Call Me Zebra
- Author: Azareen Van der Vliet Oloomi
- Publisher: Mariner Books
- Publication date: February 6, 2018
- Awards: PEN/Faulkner Award for Fiction (2019)
- ISBN: 9780544944602

= Call Me Zebra =

2018 novel by Azareen Van der Vliet Oloomi

Call Me Zebra is a 2018 novel by Azareen Van der Vliet Oloomi that won the 2019 PEN/Faulkner Award for Fiction.

== Reception ==
Though mostly positive, Call Me Zebra received some mixed reviews from critics. Starred reviews came from Kirkus Reviews and Publishers Weekly.

Kirkus wrote, "This is a brilliant, demented, and bizarro book that demands and rewards all the attention a reader might dare to give it." Publishers Weekly called it "a sharp and genuinely fun picaresque, employing humor and poignancy side-by-side to tell an original and memorable story."

Liesel Shillinger, writing for The New York Times Book Review, compared Call Me Zebra to the works of Roberto Bolaño and Jorge Luis Borges, a comparison that Irina Dumitrescu, writing for the Los Angeles Review of Books, also drew. Shillinger further highlighted how, "with intricacy and humor, Van der Vliet Oloomi relays Zebra’s brainy, benighted struggles as a tragicomic picaresque". Shelf Awarenesss Bruce Jacobs also referred to the novel as "picaresque" while also calling is a "rambling" and "wildly imaginative story" that is "as quirky and funny as its rambunctious narrator".

Nathan Scott McNamara, also writing for the Los Angeles Review of Books, called to mind previous works, as well, noting that "what Maggie Nelson’s The Argonauts did for gender and sexuality, Call Me Zebra does for the experience of exile, deftly threading the narrative with theory while also using theory to pull the reader in. Though Call Me Zebra happens to be fiction, both books are stuffed with complex ideas made irresistible and lyric. Both symbiotically use philosophy to clarify and amplify the human story."

The Millions Nur Nasreen Ibrahim said this "novel about a difficult, funny, and troubled woman is at its heart a novel about the powerful role of literature in self-discovery."

Michael Valinsky, writing for Bomb Magazine, wrote, "Oloomi effectively creates a fictional universe that thrives in its heavy-handedness: readers might get fed up with Zebra’s over-expressive hyper-intellectualism since much of her narration is filled with elegiac diction and hyperbolic discourse. Yet to stop there is to miss the realization that the beauty of Zebra’s character lies in the very fact that literature is hyperbolic."
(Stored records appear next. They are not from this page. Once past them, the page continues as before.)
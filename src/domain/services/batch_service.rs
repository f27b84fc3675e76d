// Copyright (c) 2025 Kirky.X
//
// Licensed under the MIT License
// See LICENSE file in the project root for full license information.

use crate::capabilities::traits::ResearchProvider;
use crate::domain::models::batch_job::{
    BatchGenerationJob, GenerationSettings, GenerationTask,
};
use crate::domain::models::content::{GeneratedContent, ResearchStatus, SourceDocument};
use crate::domain::repositories::job_store::{JobLockRegistry, JobStore};
use crate::queue::scheduler::TaskScheduler;
use crate::queue::task_queue::{QueuedTask, TaskKind, TaskQueue};
use crate::utils::errors::OrchestrationError;
use chrono::Duration;
use serde::{Deserialize, Serialize};
use std::sync::Arc;
use tracing::{info, warn};
use uuid::Uuid;
use validator::Validate;

/// 生成任务负载
#[derive(Debug, Serialize, Deserialize)]
pub struct GenerationTaskPayload {
    /// 所属批量作业ID
    pub batch_job_id: Uuid,
    /// 生成任务ID
    pub task_id: Uuid,
}

/// 批量生成编排服务
///
/// 将一个已完成的研究结果集拆分为N个生成任务并错峰入队，
/// 聚合各任务的完成进度。同一作业的全部进度变更经由作业级
/// 互斥锁串行化。
pub struct BatchGenerationService<Q: TaskQueue> {
    research: Arc<dyn ResearchProvider>,
    store: Arc<dyn JobStore<BatchGenerationJob>>,
    locks: Arc<JobLockRegistry>,
    scheduler: Arc<TaskScheduler<Q>>,
    /// 相邻任务派发间隔
    stagger: Duration,
    /// 作业记录TTL
    job_ttl: std::time::Duration,
}

impl<Q: TaskQueue> BatchGenerationService<Q> {
    /// 创建新的批量生成编排服务实例
    pub fn new(
        research: Arc<dyn ResearchProvider>,
        store: Arc<dyn JobStore<BatchGenerationJob>>,
        locks: Arc<JobLockRegistry>,
        scheduler: Arc<TaskScheduler<Q>>,
        stagger: Duration,
        job_ttl: std::time::Duration,
    ) -> Self {
        Self {
            research,
            store,
            locks,
            scheduler,
            stagger,
            job_ttl,
        }
    }

    /// 创建批量生成作业
    ///
    /// 校验研究作业状态，切分源文档，持久化作业并错峰入队
    /// 全部生成任务。任务i的派发延迟为 i × stagger。
    pub async fn create_batch_job(
        &self,
        research_job_id: Uuid,
        settings: GenerationSettings,
    ) -> Result<Uuid, OrchestrationError> {
        settings
            .validate()
            .map_err(|e| OrchestrationError::Validation(e.to_string()))?;

        let research_job = self
            .research
            .get_research_job(research_job_id)
            .await?
            .ok_or_else(|| {
                OrchestrationError::NotFound(format!("research job {}", research_job_id))
            })?;

        if research_job.status != ResearchStatus::Completed {
            return Err(OrchestrationError::InvalidState(format!(
                "research job {} is {}, expected completed",
                research_job_id, research_job.status
            )));
        }
        if research_job.sources.is_empty() {
            return Err(OrchestrationError::EmptySource(format!(
                "research job {} has no source documents",
                research_job_id
            )));
        }

        let groups = partition_sources(&research_job.sources, settings.target_count as usize);

        let mut job = BatchGenerationJob::new(research_job_id, settings.clone());
        let tasks: Vec<GenerationTask> = groups
            .into_iter()
            .enumerate()
            .map(|(index, group)| {
                GenerationTask::new(job.id, group, settings.clone(), index as i32)
            })
            .collect();
        job.attach_tasks(tasks);

        self.store.put(job.id, &job, self.job_ttl).await?;

        for task in &job.tasks {
            let payload = serde_json::to_value(GenerationTaskPayload {
                batch_job_id: job.id,
                task_id: task.id,
            })
            .map_err(|e| OrchestrationError::Internal(e.to_string()))?;

            let queued = QueuedTask::new(TaskKind::Generation, job.id, payload, task.priority);
            let delay = self.stagger * task.priority;
            self.scheduler.schedule_in(queued, delay).await?;
        }

        metrics::counter!("batch_jobs_created_total").increment(1);
        info!(
            job_id = %job.id,
            tasks = job.tasks.len(),
            "Batch generation job created"
        );
        Ok(job.id)
    }

    /// 查询批量作业状态
    ///
    /// 作业记录过期等同于不存在。
    pub async fn get_batch_job_status(
        &self,
        job_id: Uuid,
    ) -> Result<BatchGenerationJob, OrchestrationError> {
        self.store
            .get(job_id)
            .await?
            .ok_or_else(|| OrchestrationError::NotFound(format!("batch job {}", job_id)))
    }

    /// 取出批量作业的全部生成结果
    pub async fn get_batch_job_results(
        &self,
        job_id: Uuid,
    ) -> Result<Vec<GeneratedContent>, OrchestrationError> {
        let job = self.get_batch_job_status(job_id).await?;
        Ok(job.results().into_iter().cloned().collect())
    }

    /// 取消批量作业
    ///
    /// 已在途的任务会运行到结束，但结果不再计入进度。
    pub async fn cancel_batch_job(&self, job_id: Uuid) -> Result<(), OrchestrationError> {
        let lock = self.locks.lock_for(job_id);
        let _guard = lock.lock().await;

        let mut job = self.get_batch_job_status(job_id).await?;
        job.cancel().map_err(|_| {
            OrchestrationError::InvalidState(format!("batch job {} is already terminal", job_id))
        })?;
        self.store.put(job_id, &job, self.job_ttl).await?;

        info!(job_id = %job_id, "Batch generation job cancelled");
        Ok(())
    }

    /// 认领一个生成任务
    ///
    /// 在作业锁内将任务标记为处理中并返回任务快照。作业已
    /// 取消、已过期或任务状态不允许启动时返回None，调用方
    /// 直接丢弃该队列条目。
    pub async fn begin_task(
        &self,
        job_id: Uuid,
        task_id: Uuid,
    ) -> Result<Option<GenerationTask>, OrchestrationError> {
        let lock = self.locks.lock_for(job_id);
        let _guard = lock.lock().await;

        let mut job = match self.store.get(job_id).await? {
            Some(job) => job,
            None => {
                warn!(job_id = %job_id, "Batch job missing or expired, dropping task");
                return Ok(None);
            }
        };

        if job.mark_task_started(task_id).is_err() {
            info!(job_id = %job_id, task_id = %task_id, "Task not startable, dropping");
            return Ok(None);
        }

        let snapshot = job.tasks.iter().find(|t| t.id == task_id).cloned();
        self.store.put(job_id, &job, self.job_ttl).await?;
        Ok(snapshot)
    }

    /// 记录任务成功
    pub async fn complete_task(
        &self,
        job_id: Uuid,
        task_id: Uuid,
        content: GeneratedContent,
    ) -> Result<(), OrchestrationError> {
        let lock = self.locks.lock_for(job_id);
        let _guard = lock.lock().await;

        let mut job = match self.store.get(job_id).await? {
            Some(job) => job,
            None => return Ok(()),
        };
        job.apply_task_success(task_id, content)
            .map_err(|e| OrchestrationError::Internal(e.to_string()))?;
        self.store.put(job_id, &job, self.job_ttl).await?;
        if job.status.is_terminal() {
            self.locks.release(job_id);
        }

        metrics::counter!("generation_tasks_completed_total").increment(1);
        Ok(())
    }

    /// 记录任务失败
    pub async fn fail_task(
        &self,
        job_id: Uuid,
        task_id: Uuid,
        error: String,
    ) -> Result<(), OrchestrationError> {
        let lock = self.locks.lock_for(job_id);
        let _guard = lock.lock().await;

        let mut job = match self.store.get(job_id).await? {
            Some(job) => job,
            None => return Ok(()),
        };
        job.apply_task_failure(task_id, error)
            .map_err(|e| OrchestrationError::Internal(e.to_string()))?;
        self.store.put(job_id, &job, self.job_ttl).await?;
        if job.status.is_terminal() {
            self.locks.release(job_id);
        }

        metrics::counter!("generation_tasks_failed_total").increment(1);
        Ok(())
    }
}

/// 切分源文档集
///
/// 以轮转方式把源文档分发到target_count个组；源数量不足时
/// 用已有源循环回填，保证没有空组，且每个源至少出现在
/// 一个组里。
pub fn partition_sources(
    sources: &[SourceDocument],
    target_count: usize,
) -> Vec<Vec<SourceDocument>> {
    let mut groups: Vec<Vec<SourceDocument>> = vec![Vec::new(); target_count.max(1)];
    let group_count = groups.len();
    for (index, source) in sources.iter().enumerate() {
        groups[index % group_count].push(source.clone());
    }
    for (index, group) in groups.iter_mut().enumerate() {
        if group.is_empty() {
            group.push(sources[index % sources.len()].clone());
        }
    }
    groups
}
In a mixed review, The Boston Globes Laura Collins-Hughes noted that Van der Vliet Oloomi "knows exactly what she’s doing in creating a narrator-protagonist who lives almost entirely in her head [...] The trouble, for the reader, is that this very two-dimensionality makes Zebra seem less a character than a thought experiment infused with literary homages. That impression persists through most of the book’s first 180 pages [...] Oloomi, in her rigor, asks us to inhabit Zebra’s airless, intellectualized existence without the compensations of, say, extraordinary prose or arresting atmospherics. (Those do come later.) It makes for tiresome reading, though it’s relieved whenever Ludo is around, which is not nearly enough in that first chunk of the book".

LA Review of Books' Dumitrescu also noted that "despite its lively prose, the story occasionally drags, as Zebra keeps traveling while never seeming to reach her goal." Unlike Collins-Hughes, however, Dumitrescu concluded that "in denying readers some common pleasures of reading — absorption, escapism, empathy — Van der Vliet Oloomi conveys the cold loneliness of Zebra’s grief all the better."

Booklist also reviewed the novel.

Library Journals Wendy Galgan reviewed the audiobook edition, saying, "Leila Buck's narration, which brings Zebra's story to life in all its complexity, is a perfect fit."

== Awards and honors ==
Over twenty publications named Call Me Zebra one of the best books of 2019. It won the 2019 PEN/Faulkner Award for Fiction and was longlisted for the PEN Open Book Award.